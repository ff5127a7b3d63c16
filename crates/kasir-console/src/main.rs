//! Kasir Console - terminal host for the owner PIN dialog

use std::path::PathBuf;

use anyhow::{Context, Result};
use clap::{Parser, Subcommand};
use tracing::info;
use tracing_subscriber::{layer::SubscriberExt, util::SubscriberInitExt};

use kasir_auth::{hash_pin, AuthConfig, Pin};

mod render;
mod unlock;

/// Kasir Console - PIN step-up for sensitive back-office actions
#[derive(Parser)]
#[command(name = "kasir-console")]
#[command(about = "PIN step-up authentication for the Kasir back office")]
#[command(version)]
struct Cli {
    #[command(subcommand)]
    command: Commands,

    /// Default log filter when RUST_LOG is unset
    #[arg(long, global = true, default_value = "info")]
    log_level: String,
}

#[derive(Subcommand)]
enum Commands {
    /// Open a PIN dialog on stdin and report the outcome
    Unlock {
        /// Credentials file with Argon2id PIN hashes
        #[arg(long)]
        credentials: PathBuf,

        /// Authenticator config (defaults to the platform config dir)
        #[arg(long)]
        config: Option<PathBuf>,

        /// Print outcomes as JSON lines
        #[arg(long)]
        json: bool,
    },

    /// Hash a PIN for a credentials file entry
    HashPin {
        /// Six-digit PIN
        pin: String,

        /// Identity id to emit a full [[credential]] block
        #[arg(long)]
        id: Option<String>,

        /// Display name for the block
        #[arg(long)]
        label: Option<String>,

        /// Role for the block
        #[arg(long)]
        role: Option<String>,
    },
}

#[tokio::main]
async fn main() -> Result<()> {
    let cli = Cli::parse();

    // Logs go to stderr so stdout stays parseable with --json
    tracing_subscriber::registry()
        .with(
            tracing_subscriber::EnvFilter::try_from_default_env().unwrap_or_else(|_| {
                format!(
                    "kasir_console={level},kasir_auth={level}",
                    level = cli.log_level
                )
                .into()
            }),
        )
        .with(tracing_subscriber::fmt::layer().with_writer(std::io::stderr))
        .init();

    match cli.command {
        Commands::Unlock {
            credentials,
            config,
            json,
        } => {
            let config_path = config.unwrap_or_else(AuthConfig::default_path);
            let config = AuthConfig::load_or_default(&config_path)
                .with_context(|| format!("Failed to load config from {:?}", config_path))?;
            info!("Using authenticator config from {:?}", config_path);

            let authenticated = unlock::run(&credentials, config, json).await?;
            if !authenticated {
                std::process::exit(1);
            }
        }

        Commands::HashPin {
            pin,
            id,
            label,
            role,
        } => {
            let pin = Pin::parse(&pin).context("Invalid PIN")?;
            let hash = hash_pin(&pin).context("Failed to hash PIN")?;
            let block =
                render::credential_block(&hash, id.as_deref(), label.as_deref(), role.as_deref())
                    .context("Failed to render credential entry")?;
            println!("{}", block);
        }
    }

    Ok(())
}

◆ ◆ ◆ ◆ ◆ ◆ ◆

◆ **What you are asked to do**
In the listing above, locate the line with "owner PIN dialog" and the line with "mod unlock;", then extract exactly those lines and every line between them, and nothing more.

◆ **Exercise output**
//! Kasir Console - terminal host for the owner PIN dialog

use std::path::PathBuf;

use anyhow::{Context, Result};
use clap::{Parser, Subcommand};
use tracing::info;
use tracing_subscriber::{layer::SubscriberExt, util::SubscriberInitExt};

use kasir_auth::{hash_pin, AuthConfig, Pin};

mod render;
mod unlock;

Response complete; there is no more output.